Backbone Browser Back Button Detection

How to detect a browser back button press in a Backbone app and trigger directional transitions.

See the Pen Backbone Back Button Detection by Larry Naman (@LarryAnomie) on CodePen.



In a recent Backbone project, I needed a way to reverse a page transition if a user was navigating backwards through the app. To explain, I have pages animating in right to left when a user clicks a UI component that triggers a view change, but need to reverse this (have pages animate in left to right) if the user clicks the browser back button – much the same way as native app transitions behave.

Check out the demo, or grab the code.

TL;DR

Keep a record of all routes hit as a user navigates through your app in an array and hook into router.execute to compare the new route with the previous but one route to determine if we are going backwards or forwards.

The longer explanation

There’s a few things going on in the demo here so let’s take them step by step.

First we need to set a flag whenever a user clicks a UI element that triggers a view change. If this flag is set to true then we know that it wasn’t a back button click that triggered the view change. We attach this event when we initialize our app, setting a flag on the app instance to true if a link was clicked:


            $(document).on('click', 'a', function(e) {
                self.linkClicked = true;
            });

As part of the app initialization process we set some flags that will be useful to use later:


        routes: [], // an array to hold our route history
        linkClicked : false, // an app wide flag recording if a link was clicked
        backDetected : false, // a flag to indicate if user is going back

Next we need to find somewhere to hook into a route change where we can figure out if we are going backwards or forwards. Initially I looked at some of the numerous plugins that extend Backbone’s rather basic router, but then I came across Router.execute – a method added in the 1.1.x release of Backbone. Here’s a description of Router.execute from the Backbone docs:

This method is called internally within the router, whenever a route matches and its corresponding callback is about to be executed. Return false from execute to cancel the current transition. Override it to perform custom parsing or wrapping of your routes, for example, to parse query strings before handing them to your route callback

This is the perfect place to figure out our direction of travel. First we grab the current route and reset our backDetected flag:


            var route Backbone.history.getFragment();
            app.backDetected = false;

Then we check whether the new route matches the previous but one route and whether a link has been clicked (remember that if a link has triggered the view change, we know that the browser back button wasn’t pressed). If these conditions are true then we know we are going backwards and can remove the last route from our routes array (the place the user is clicking back from) to prevent the user getting stuck between two urls.

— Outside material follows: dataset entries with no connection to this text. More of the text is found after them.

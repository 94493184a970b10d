// ABOUTME: Week routes including the current-week shortcut, full plan and starting status
// ABOUTME: Deleting a week cascades to its cooks, preps, shopping items and starting status
//
// SPDX-License-Identifier: MIT OR Apache-2.0
// Copyright (c) 2025 Pierre Fitness Intelligence

use std::sync::Arc;

use axum::{
    extract::{Path, Query, State},
    http::StatusCode,
    response::{IntoResponse, Response},
    routing::get,
    Json, Router,
};
use serde::Serialize;

use super::ListQuery;
use crate::calendar::{current_iso_week, iso_week_range};
use crate::database::{
    Cook, CreateWeekRequest, Prep, Shop, StartingStatus, UpdateWeekRequest, UpsertStartingStatusRequest,
    Week,
};
use crate::errors::{AppError, AppJson};
use crate::formatters::week_plan_summary;
use crate::mcp::resources::ServerResources;

/// Week with its calendar range
#[derive(Debug, Serialize)]
struct WeekResponse {
    #[serde(flatten)]
    week: Week,
    start_date: String,
    end_date: String,
}

impl WeekResponse {
    fn from_week(week: Week) -> Result<Self, AppError> {
        let (start, end) = iso_week_range(week.year, week.week_number)?;
        Ok(Self {
            week,
            start_date: start.to_string(),
            end_date: end.to_string(),
        })
    }
}

/// Everything planned for one week
#[derive(Debug, Serialize)]
struct WeekPlanResponse {
    week: WeekResponse,
    cooks: Vec<Cook>,
    preps: Vec<Prep>,
    shops: Vec<Shop>,
    starting_status: Option<StartingStatus>,
    summary: String,
}

/// Week routes handler
pub struct WeekRoutes;

impl WeekRoutes {
    /// Create all week routes
    pub fn routes(resources: Arc<ServerResources>) -> Router {
        Router::new()
            .route("/api/weeks", get(Self::list_weeks).post(Self::create_week))
            .route("/api/weeks/current", get(Self::current_week))
            .route(
                "/api/weeks/:week_id",
                get(Self::get_week)
                    .put(Self::update_week)
                    .delete(Self::delete_week),
            )
            .route("/api/weeks/:week_id/plan", get(Self::get_plan))
            .route(
                "/api/weeks/:week_id/starting-status",
                get(Self::get_starting_status).put(Self::upsert_starting_status),
            )
            .with_state(resources)
    }

    async fn require_week(resources: &ServerResources, week_id: &str) -> Result<Week, AppError> {
        resources
            .database
            .weeks()
            .get(week_id)
            .await?
            .ok_or_else(|| AppError::not_found(format!("Week {week_id}")))
    }

    async fn list_weeks(
        State(resources): State<Arc<ServerResources>>,
        Query(query): Query<ListQuery>,
    ) -> Result<Response, AppError> {
        let weeks = resources.database.weeks().list(query.limit).await?;
        let weeks = weeks
            .into_iter()
            .map(WeekResponse::from_week)
            .collect::<Result<Vec<_>, _>>()?;
        Ok((StatusCode::OK, Json(weeks)).into_response())
    }

    async fn create_week(
        State(resources): State<Arc<ServerResources>>,
        AppJson(request): AppJson<CreateWeekRequest>,
    ) -> Result<Response, AppError> {
        let week = resources.database.weeks().create(&request).await?;
        Ok((StatusCode::CREATED, Json(WeekResponse::from_week(week)?)).into_response())
    }

    async fn current_week(
        State(resources): State<Arc<ServerResources>>,
    ) -> Result<Response, AppError> {
        let (year, week_number) = current_iso_week();
        let week = resources
            .database
            .weeks()
            .get_or_create(year, week_number)
            .await?;
        Ok((StatusCode::OK, Json(WeekResponse::from_week(week)?)).into_response())
    }

    async fn get_week(
        State(resources): State<Arc<ServerResources>>,
        Path(week_id): Path<String>,
    ) -> Result<Response, AppError> {
        let week = Self::require_week(&resources, &week_id).await?;
        Ok((StatusCode::OK, Json(WeekResponse::from_week(week)?)).into_response())
    }

    async fn update_week(
        State(resources): State<Arc<ServerResources>>,
        Path(week_id): Path<String>,
        AppJson(request): AppJson<UpdateWeekRequest>,
    ) -> Result<Response, AppError> {
        let week = resources
            .database
            .weeks()
            .update(&week_id, &request)
            .await?
            .ok_or_else(|| AppError::not_found(format!("Week {week_id}")))?;
        Ok((StatusCode::OK, Json(WeekResponse::from_week(week)?)).into_response())
    }

    async fn delete_week(
        State(resources): State<Arc<ServerResources>>,
        Path(week_id): Path<String>,
    ) -> Result<Response, AppError> {
        if resources.database.weeks().delete(&week_id).await? {
            Ok(StatusCode::NO_CONTENT.into_response())
        } else {
            Err(AppError::not_found(format!("Week {week_id}")))
        }
    }

    async fn get_plan(
        State(resources): State<Arc<ServerResources>>,
        Path(week_id): Path<String>,
    ) -> Result<Response, AppError> {
        let week = Self::require_week(&resources, &week_id).await?;
        let id = week.id.to_string();
        let db = &resources.database;
        let cooks = db.cooks().list(Some(&id), None).await?;
        let preps = db.preps().list(Some(&id), None).await?;
        let shops = db.shops().list(Some(&id), None).await?;
        let starting_status = db.starting_status().get_for_week(&id).await?;
        let summary = week_plan_summary(&week, &cooks, &preps, &shops, starting_status.as_ref());

        let plan = WeekPlanResponse {
            week: WeekResponse::from_week(week)?,
            cooks,
            preps,
            shops,
            starting_status,
            summary,
        };
        Ok((StatusCode::OK, Json(plan)).into_response())
    }

    async fn get_starting_status(
        State(resources): State<Arc<ServerResources>>,
        Path(week_id): Path<String>,
    ) -> Result<Response, AppError> {
        let week = Self::require_week(&resources, &week_id).await?;
        let status = resources
            .database
            .starting_status()
            .get_for_week(&week.id.to_string())
            .await?
            .ok_or_else(|| AppError::not_found(format!("Starting status for week {week_id}")))?;
        Ok((StatusCode::OK, Json(status)).into_response())
    }

    async fn upsert_starting_status(
        State(resources): State<Arc<ServerResources>>,
        Path(week_id): Path<String>,
        AppJson(request): AppJson<UpsertStartingStatusRequest>,
    ) -> Result<Response, AppError> {
        let week = Self::require_week(&resources, &week_id).await?;
        let status = resources
            .database
            .starting_status()
            .upsert_for_week(&week.id.to_string(), &request)
            .await?;
        Ok((StatusCode::OK, Json(status)).into_response())
    }
}
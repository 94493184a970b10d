// ABOUTME: HTTP transport for MCP: one JSON-RPC message per POST
// ABOUTME: Notifications are acknowledged with 202 and no body
//
// SPDX-License-Identifier: MIT OR Apache-2.0
// Copyright (c) 2025 Pierre Fitness Intelligence

use std::sync::Arc;

use axum::{
    body::Bytes,
    extract::State,
    http::StatusCode,
    response::{IntoResponse, Response},
    routing::post,
    Json, Router,
};
use serde_json::Value;
use tracing::warn;

use crate::constants::errors::{ERROR_INVALID_REQUEST, ERROR_PARSE};
use crate::jsonrpc::{JsonRpcRequest, JsonRpcResponse};
use crate::mcp::{McpProtocolHandler, ServerResources};

/// MCP routes handler
pub struct McpRoutes;

impl McpRoutes {
    /// Create MCP routes
    pub fn routes(resources: Arc<ServerResources>) -> Router {
        Router::new()
            .route("/api/mcp", post(Self::handle_mcp))
            .with_state(resources)
    }

    async fn handle_mcp(State(resources): State<Arc<ServerResources>>, body: Bytes) -> Response {
        let value: Value = match serde_json::from_slice(&body) {
            Ok(value) => value,
            Err(e) => {
                warn!("MCP request is not valid JSON: {e}");
                return Self::reply(JsonRpcResponse::error(
                    None,
                    ERROR_PARSE,
                    format!("Parse error: {e}"),
                ));
            }
        };

        let id = value.get("id").cloned();
        let request: JsonRpcRequest = match serde_json::from_value(value) {
            Ok(request) => request,
            Err(e) => {
                return Self::reply(JsonRpcResponse::error(
                    id,
                    ERROR_INVALID_REQUEST,
                    format!("Invalid request: {e}"),
                ))
            }
        };

        match McpProtocolHandler::handle_request(&resources, request).await {
            Some(response) => Self::reply(response),
            None => StatusCode::ACCEPTED.into_response(),
        }
    }

    fn reply(response: JsonRpcResponse) -> Response {
        (StatusCode::OK, Json(response)).into_response()
    }
}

            if (app.routes[app.routes.length - 2] === route && !app.linkClicked) {

                app.backDetected = true;
                app.routes.pop();

            }

Finally we need to reset our linkedClicked flag, ready for the next transition.

app.linkClicked = false;

Now that we know which way the user is navigating through the app, we can pass this parameter to our page views:

params = _.extend(params, {
    reverseAnimation: app.backDetected
});

app.instance.goto(view, params);
And then use this param to decide which side to animate in from:

        /**
         * js animate in
         * @param  {Object} options - animation config options
         * @param  {Boolean} options.reverseAnimation - right to left?
         */
        animateIn: function(callback, options) {

            var self = this,
                xPercent = '100%',
                tween;

            if (options && options.reverseAnimation) {
                xPercent = '-100%';
            }

            tween = TweenMax.fromTo(self.$el, self.inDuration, {
                xPercent: xPercent
            }, {
                xPercent: '0%',
                ease: self.ease,
                onUpdateParams: ['{self}', 'param2'],
                onComplete: function() {
                    callback.apply(this);
                }
            });

        }

In this case I’m using TweenMax for animation, but you could equally use this technique to decide which classes to apply to your view to trigger a CSS transition.